We now have a new, powerful tool to build these vital connections between LGBT youth and their families: FAP's Supportive Families, Healthy Children booklet, which educates families about the positive impacts of accepting their LGBT children. And in what is truly monumental news for those in my field, the Suicide Prevention Resource Council, the leading suicide prevention organization, has granted Supportive Families its Best Practices designation -- the first of its kind for a suicide-prevention tool aimed specifically at LGBT youth.
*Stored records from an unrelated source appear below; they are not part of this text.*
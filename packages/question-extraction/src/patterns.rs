//! Pattern tables for question detection.
//!
//! All detection rules live here as named, inspectable data rather than
//! literals scattered through control flow, so tests can enumerate them
//! and new vocabulary can be added without touching the extractors.

use regex::{Regex, RegexBuilder};
use tracing::warn;

/// Interrogative and modal words that signal a question.
pub const QUESTION_WORDS: &[&str] = &[
    "what", "how", "why", "when", "where", "which", "who", "whom", "whose", "do", "does", "did",
    "have", "has", "had", "will", "would", "should", "can", "could", "may", "might", "must",
    "shall", "is", "are", "was", "were",
];

/// Survey vocabulary that marks a sentence as a likely poll question.
pub const SURVEY_INDICATORS: &[&str] = &[
    "approve",
    "disapprove",
    "favorable",
    "unfavorable",
    "support",
    "oppose",
    "trust",
    "distrust",
    "satisfied",
    "dissatisfied",
    "vote",
    "election",
    "candidate",
    "president",
    "senator",
    "governor",
];

/// Survey terms that raise the confidence score.
pub const CONFIDENCE_SURVEY_TERMS: &[&str] =
    &["approve", "disapprove", "support", "oppose", "vote", "election"];

/// Opening phrases that mark a statement as an implicit question.
pub const QUESTION_STARTERS: &[&str] = &[
    "do you", "would you", "are you", "have you", "did you", "will you", "should you", "can you",
    "could you", "what", "how", "why", "when", "where", "which", "who", "whom", "whose",
];

/// Mid-sentence vocabulary that marks a statement as an implicit question.
pub const IMPLICIT_QUESTION_TERMS: &[&str] = &["approve", "support", "favor", "vote for"];

/// Legal boilerplate phrases that disqualify a candidate.
pub const BOILERPLATE_PHRASES: &[&str] = &["copyright", "all rights reserved", "privacy policy"];

/// Navigation chrome phrases that disqualify a candidate.
pub const NAVIGATION_PHRASES: &[&str] = &["click here", "read more", "learn more"];

/// Labeled whole-match rules for the keyword scanner.
///
/// The vocabulary rules carry a leading `[^.!?]*` so a match covers the
/// whole sentence containing the vocabulary, not just the tail from the
/// keyword onward. Matching tails would produce fragments that escape
/// deduplication against the full sentence.
pub const KEYWORD_PATTERNS: &[(&str, &str)] = &[
    ("capitalized_question", r"[A-Z][^.!?]*\?"),
    (
        "interrogative_opener",
        r"\b(Do you|Would you|Are you|Have you|Did you|Will you|Should|Can|Could|Would|Is|Are|Does|Do|Have|Has|Had|Will|Might|May)\b[^.!?]*[.!?]",
    ),
    (
        "approval_vocabulary",
        r"[^.!?]*\b(approve|disapprove|favorable|unfavorable|support|oppose|trust|distrust|satisfied|dissatisfied)\b[^.!?]*[.!?]",
    ),
    (
        "voting_vocabulary",
        r"[^.!?]*\b(vote for|vote|election|candidate|president|senator|governor|representative)\b[^.!?]*[.!?]",
    ),
    (
        "policy_topics",
        r"[^.!?]*\b(immigration|economy|healthcare|education|environment|taxes|budget|deficit|jobs|unemployment|inflation)\b[^.!?]*[.!?]",
    ),
    (
        "demographics",
        r"[^.!?]*\b(age|gender|race|ethnicity|income|education|region|party|ideology|religion)\b[^.!?]*[.!?]",
    ),
    (
        "current_events",
        r"[^.!?]*\b(COVID|pandemic|vaccine|mask|lockdown|stimulus|relief|recovery|recession)\b[^.!?]*[.!?]",
    ),
    (
        "political_figures",
        r"[^.!?]*\b(Biden|Trump|Harris|Pence|Obama|Bush|Clinton|Sanders|Warren|Pelosi|McConnell)\b[^.!?]*[.!?]",
    ),
];

/// Labeled capture-group rules for the survey-vocabulary scanner.
///
/// Higher precision than [`KEYWORD_PATTERNS`]; extraction takes capture
/// group 1 rather than the whole match.
pub const SURVEY_PATTERNS: &[(&str, &str)] = &[
    ("numbered_statement", r"(\d+\.\s*[^.!?]*[.!?])"),
    ("capitalized_question", r"([A-Z][^.!?]*\?)"),
    (
        "approval_statement",
        r"(\b[^.!?]*\b(?:approve|disapprove|support|oppose|favorable|unfavorable)\b[^.!?]*[.!?])",
    ),
    (
        "voting_statement",
        r"(\b[^.!?]*\b(?:vote|election|candidate|president)\b[^.!?]*[.!?])",
    ),
];

/// Compiled pattern library, built once at extractor construction.
///
/// This is the engine's only static configuration: process-wide, read-only
/// after construction. A detection rule that fails to compile is skipped
/// with a warning rather than aborting construction.
pub struct PatternLibrary {
    keyword_rules: Vec<(&'static str, Regex)>,
    survey_rules: Vec<(&'static str, Regex)>,
    pub(crate) numbering: Regex,
    pub(crate) bullet: Regex,
    pub(crate) parenthetical: Regex,
    pub(crate) bracketed: Regex,
    pub(crate) punct_run: Regex,
    pub(crate) sentence_split: Regex,
    pub(crate) all_digits: Regex,
    pub(crate) all_uppercase: Regex,
    pub(crate) all_punctuation: Regex,
    pub(crate) boilerplate: Regex,
    pub(crate) navigation: Regex,
}

impl PatternLibrary {
    /// Compile all detection and cleanup patterns.
    pub fn new() -> Self {
        Self {
            keyword_rules: compile_rules(KEYWORD_PATTERNS),
            survey_rules: compile_rules(SURVEY_PATTERNS),
            numbering: Regex::new(r"^\d+[.)]\s*").unwrap(),
            bullet: Regex::new(r"^[-•*]\s*").unwrap(),
            parenthetical: Regex::new(r"\([^)]*\)").unwrap(),
            bracketed: Regex::new(r"\[[^\]]*\]").unwrap(),
            punct_run: Regex::new(r"[.!?]{2,}").unwrap(),
            sentence_split: Regex::new(r"[.!?]+").unwrap(),
            all_digits: Regex::new(r"^\d+$").unwrap(),
            // Case-sensitive: "DO YOU AGREE" is shouting chrome, "Do you agree" is not.
            all_uppercase: Regex::new(r"^[A-Z\s]+$").unwrap(),
            all_punctuation: Regex::new(r"^[^\w\s]+$").unwrap(),
            boilerplate: phrase_regex(BOILERPLATE_PHRASES),
            navigation: phrase_regex(NAVIGATION_PHRASES),
        }
    }

    /// Compiled keyword rules, in declaration order.
    pub fn keyword_rules(&self) -> &[(&'static str, Regex)] {
        &self.keyword_rules
    }

    /// Compiled survey rules, in declaration order.
    pub fn survey_rules(&self) -> &[(&'static str, Regex)] {
        &self.survey_rules
    }
}

impl Default for PatternLibrary {
    fn default() -> Self {
        Self::new()
    }
}

/// Compile a rule table, skipping rules that fail to parse.
fn compile_rules(rules: &'static [(&'static str, &'static str)]) -> Vec<(&'static str, Regex)> {
    rules
        .iter()
        .filter_map(|(label, pattern)| {
            match RegexBuilder::new(pattern).case_insensitive(true).build() {
                Ok(re) => Some((*label, re)),
                Err(e) => {
                    warn!("Skipping malformed detection rule {}: {}", label, e);
                    None
                }
            }
        })
        .collect()
}

/// Build a case-insensitive alternation over a phrase table.
fn phrase_regex(phrases: &[&str]) -> Regex {
    RegexBuilder::new(&phrases.join("|"))
        .case_insensitive(true)
        .build()
        .unwrap()
}

#[cfg(test)]
mod tests {
    use super::*;

    #[test]
    fn test_all_rules_compile() {
        let library = PatternLibrary::new();
        assert_eq!(library.keyword_rules().len(), KEYWORD_PATTERNS.len());
        assert_eq!(library.survey_rules().len(), SURVEY_PATTERNS.len());
    }

    #[test]
    fn test_vocabulary_rules_match_whole_sentence() {
        let library = PatternLibrary::new();
        let (_, approval) = &library.keyword_rules()[2];

        let m = approval
            .find("Do you approve of the mayor's record?")
            .unwrap();
        assert_eq!(m.as_str(), "Do you approve of the mayor's record?");
    }

    #[test]
    fn test_survey_rules_capture_group_one() {
        let library = PatternLibrary::new();
        let (label, numbered) = &library.survey_rules()[0];
        assert_eq!(*label, "numbered_statement");

        let caps = numbered
            .captures("1. Do you support the new budget?")
            .unwrap();
        assert_eq!(&caps[1], "1. Do you support the new budget?");
    }

    #[test]
    fn test_boilerplate_is_case_insensitive() {
        let library = PatternLibrary::new();
        assert!(library.boilerplate.is_match("Copyright 2024 Example Corp"));
        assert!(library.navigation.is_match("Click HERE to continue"));
    }

    #[test]
    fn test_all_uppercase_is_case_sensitive() {
        let library = PatternLibrary::new();
        assert!(library.all_uppercase.is_match("SITE MAP NAVIGATION"));
        assert!(!library.all_uppercase.is_match("Do you agree"));
    }
}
This designation will help bring this valuable and life-saving material to service providers in many fields, a huge step in acknowledging that there are many service areas in which we can decrease the negative affects of family rejection and help LGBT youth and their families have stronger relationships -- in schools, through crisis response services, in mental health clinics, at youth shelters, and more.

What makes Supportive Families, and indeed all of FAP's work, so remarkable is that it is culturally sensitive to a diverse set of families, allowing it to be used for a broad range of people. It is printed in multiple languages (English, Spanish, and Cantonese, with more to come) and addresses religiously conservative families in a way that any parent or caretaker can relate to. And the central message is straightforward and consistent: that accepting your LGBT child will have a dramatic impact on his or her health, well-being, and future. Among foster care, homeless, and other out-of-home youth, like the youth served by Green Chimneys NYC, we see the most devastating outcomes, caused by layers of trauma, abuse, rejection, and instability. These are the populations that are most in need of intervention -- intervention by well-equipped professionals who can readily identify those at high risk and have effective tools to intervene in that risk.

FAP, and Green Chimneys NYC, as well, are realistic about the outcomes of such intervention. Many parents and family members come from conservative cultural and religious traditions that make it very difficult for them to fully accept their children.. But outcomes are not binary; there is a middle ground between full rejection and full acceptance. We can help even conservative families understand that minimizing specific rejecting behaviors can be enough to save their child's life.

Supportive Families, in short, is not just a booklet but a vital new tool that service providers and families should embrace. This service will help save lives. People around the country, from all walks of life and up to the White House, know that LGBT youth need to feel supported, that they aren't alone, and that it will get better. Together, we can also embrace that families can be a place of healing, of refuge, of affirmation, a way to counteract the bullying and harassment that a youth may experience out in the world. And by increasing affirmation a little bit at a time, we can change the world for LGBT youth.